After graduating as valedictorian from Kenyon College in 1842, Hayes would pursue a law degree from Harvard Law School. He achieved his goals three years later and eventually began his own practice in Lower Sandusky, Ohio.

He saw the need to build his business and moved to a much busier area in Cincinnati. This move linked him with important Republicans due to his antislavery sentiments and incredible work ethic.

Before He Was President

Hayes put aside his law career to fight during the Civil War, where he would rise to the rank of major general. Republicans soon approached him to run for a seat in the House of Representatives while still in the army.

He was easily victorious in his campaign and entered Congress in 1865, where he would serve for two years before resigning and accepting the role as governor in Ohio, which lasted three years.

In 1876, Hayes was selected to run for the presidency against Democrat opponent, Samuel Tilden. Initially, the vote showed Rutherford Hayes lost by a mere 250,000 votes. However, controversy soon arose with contested electoral-college votes from Florida, Louisiana and South Carolina.

In 1877, Congress held a commission and put the election in the hands of eight Republicans and seven Democrats. Hayes emerged the victor and quietly took the oath of office in March 1877 in the Red Room of the White House.

Major Policy

With the victory, came the Compromise of 1877. It gave Southern Democrats at least one Cabinet post and a withdrawal of federal troops who oversaw the Reconstruction era in Louisiana and South Carolina.

While this was considered a step back in the strides for equal rights, Hayes remained vigilant in creating laws to protect black Americans.

Another challenge he faced was the Railroad Strike of 1877. Workers were walking from their posts to protest pay cuts. Riots ensued, and Hayes was tasked with deploying federal troops to calm the situation.

After his presidency, he advocated for children’s literacy, equal rights and prison reform until his death in 1893.

James Garfield was elected as the United States’ 20th President in 1881, after nine terms in the U.S. House of Representatives. His Presidency was impactful, but cut short after 200 days when he was assassinated.

He was born in Cuyahoga County, Ohio, in 1831. Fatherless at two, he later drove canal boat teams, somehow earning enough money for an education. He was graduated from Williams College in Massachusetts in 1856, and he returned to the Western Reserve Eclectic Institute in Ohio as a classics professor. Within a year he was made its president.

Garfield was elected to the Ohio Senate in 1859 as a Republican. During the secession crisis, he advocated coercing the seceding states back into the Union.

In 1862, when Union military victories had been few, he successfully led a brigade at Middle Creek, Kentucky, against Confederate troops. At 31, Garfield became a brigadier general, two years later a major general of volunteers.

Meanwhile, in 1862, Ohioans elected him to Congress. President Lincoln persuaded him to resign his commission. Garfield repeatedly won re-election for 18 years, and became the leading Republican in the House.

By a margin of only 10,000 popular votes, Garfield defeated the Democratic nominee, Gen. Winfield Scott Hancock.
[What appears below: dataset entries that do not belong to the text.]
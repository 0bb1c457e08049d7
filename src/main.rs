use clap::Parser;
use env_logger::Env;
use log::info;
use rustyline::error::ReadlineError;
use rustyline::DefaultEditor;

use crate::config::Config;
use crate::ledger::{Ledger, LoadReport};

mod config;
mod controller;
mod ledger;
mod parser;
mod transaction;

#[derive(Parser)]
#[clap(author, version, about, long_about = None)]
#[clap(propagate_version = true)]
struct Cli {
    /// Ledger file path. Falls back to the config value, then to fintrack.dat
    file: Option<String>,
}

static COMMAND_HISTORY_FILE: &str = ".fintrack_history";
static DEFAULT_LEDGER_FILE: &str = "fintrack.dat";

fn main() -> anyhow::Result<()> {
    env_logger::Builder::from_env(Env::default().default_filter_or("info")).init();

    let cli: Cli = Cli::parse();
    let config = Config::load();

    let file_path = cli
        .file
        .or(config.ledger_file)
        .unwrap_or_else(|| DEFAULT_LEDGER_FILE.to_string());

    let (mut ledger, report) = Ledger::open(&file_path);
    match report {
        LoadReport::Loaded(count) => info!("Loaded {count} transactions from {file_path}"),
        LoadReport::NoPriorData => println!("No data found, starting fresh"),
        LoadReport::LoadFailed(e) => println!("Could not load {file_path}: {e}"),
    }

    let mut rl = DefaultEditor::new()?;
    if rl.load_history(COMMAND_HISTORY_FILE).is_err() {
        println!("No previous history.");
    }

    loop {
        let readline = rl.readline("# ");
        match readline {
            Ok(line) => {
                let line = line.trim();
                if line.is_empty() {
                    continue;
                }
                rl.add_history_entry(line)?;

                if let Err(err) = controller::parse_and_run_command(&mut ledger, line) {
                    println!("{}", err);
                }
            }
            Err(ReadlineError::Interrupted) => {
                println!("CTRL-C");
                break;
            }
            Err(ReadlineError::Eof) => {
                println!("CTRL-D");
                break;
            }
            Err(err) => {
                println!("Error: {:?}", err);
                break;
            }
        }
    }
    rl.save_history(COMMAND_HISTORY_FILE)?;

    Ok(())
}
mod add;
mod delete;
mod edit;
mod export;

use log::warn;
use nom::branch::alt;
use nom::bytes::complete::{tag_no_case, take_till};
use nom::character::complete::{char, digit1};
use nom::combinator::{map_res, opt, recognize};
use nom::sequence::{delimited, pair, tuple};
use nom::{IResult, InputTakeAtPosition};

#[derive(Debug, PartialEq)]
pub(crate) enum Statement {
    /// ADD category amount 'description'
    Add(String, f64, String),
    /// EDIT id category amount 'description'
    Edit(u32, String, f64, String),
    /// DELETE id
    Delete(u32),
    List,
    Summary,
    /// EXPORT TO 'file_path'
    Export(String),
    Reload,
}

/// Parse one command line into a statement. A malformed amount or id fails here, before
/// anything reaches the ledger.
pub(crate) fn parse(line: &str) -> Result<Statement, String> {
    let result = alt((
        add::add,
        edit::edit,
        delete::delete,
        export::export,
        list,
        summary,
        reload,
    ))(line.trim());

    match result {
        Ok((rest, statement)) => {
            if !rest.trim().is_empty() {
                warn!("Ignoring trailing input {:?}", rest);
            }
            Ok(statement)
        }
        Err(e) => Err(e.to_string()),
    }
}

fn list(input: &str) -> IResult<&str, Statement> {
    let (input, _) = tag_no_case("LIST")(input)?;
    Ok((input, Statement::List))
}

fn summary(input: &str) -> IResult<&str, Statement> {
    let (input, _) = tag_no_case("SUMMARY")(input)?;
    Ok((input, Statement::Summary))
}

fn reload(input: &str) -> IResult<&str, Statement> {
    let (input, _) = tag_no_case("RELOAD")(input)?;
    Ok((input, Statement::Reload))
}

/// Bare token: everything up to the next whitespace.
pub(crate) fn non_space(input: &str) -> IResult<&str, &str> {
    input.split_at_position_complete(char::is_whitespace)
}

/// Single-quoted string, e.g. 'weekly groceries'. The empty string is allowed.
pub(crate) fn quoted_string(input: &str) -> IResult<&str, &str> {
    delimited(char('\''), take_till(|c| c == '\''), char('\''))(input)
}

/// Signed decimal number, e.g. -42 or 19.95
pub(crate) fn amount(input: &str) -> IResult<&str, f64> {
    map_res(
        recognize(tuple((opt(char('-')), digit1, opt(pair(char('.'), digit1))))),
        str::parse::<f64>,
    )(input)
}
As President, Garfield strengthened Federal authority over the New York Customs House, stronghold of Senator Roscoe Conkling, who was leader of the Stalwart Republicans and dispenser of patronage in New York. When Garfield submitted to the Senate a list of appointments including many of Conkling’s friends, he named Conkling’s arch-rival William H. Robertson to run the Customs House. Conkling contested the nomination, tried to persuade the Senate to block it, and appealed to the Republican caucus to compel its withdrawal.

But Garfield would not submit: “This…will settle the question whether the President is registering clerk of the Senate or the Executive of the United States…. shall the principal port of entry … be under the control of the administration or under the local control of a factional senator.”

Conkling maneuvered to have the Senate confirm Garfield’s uncontested nominations and adjourn without acting on Robertson. Garfield countered by withdrawing all nominations except Robertson’s; the Senators would have to confirm him or sacrifice all the appointments of Conkling’s friends.

In a final desperate move, Conkling and his fellow-Senator from New York resigned, confident that their legislature would vindicate their stand and re-elect them. Instead, the legislature elected two other men; the Senate confirmed Robertson. Garfield’s victory was complete.

In foreign affairs, Garfield’s Secretary of State invited all American republics to a conference to meet in Washington in 1882. But the conference never took place. On July 2, 1881, in a Washington railroad station, an embittered attorney who had sought a consular post shot the President.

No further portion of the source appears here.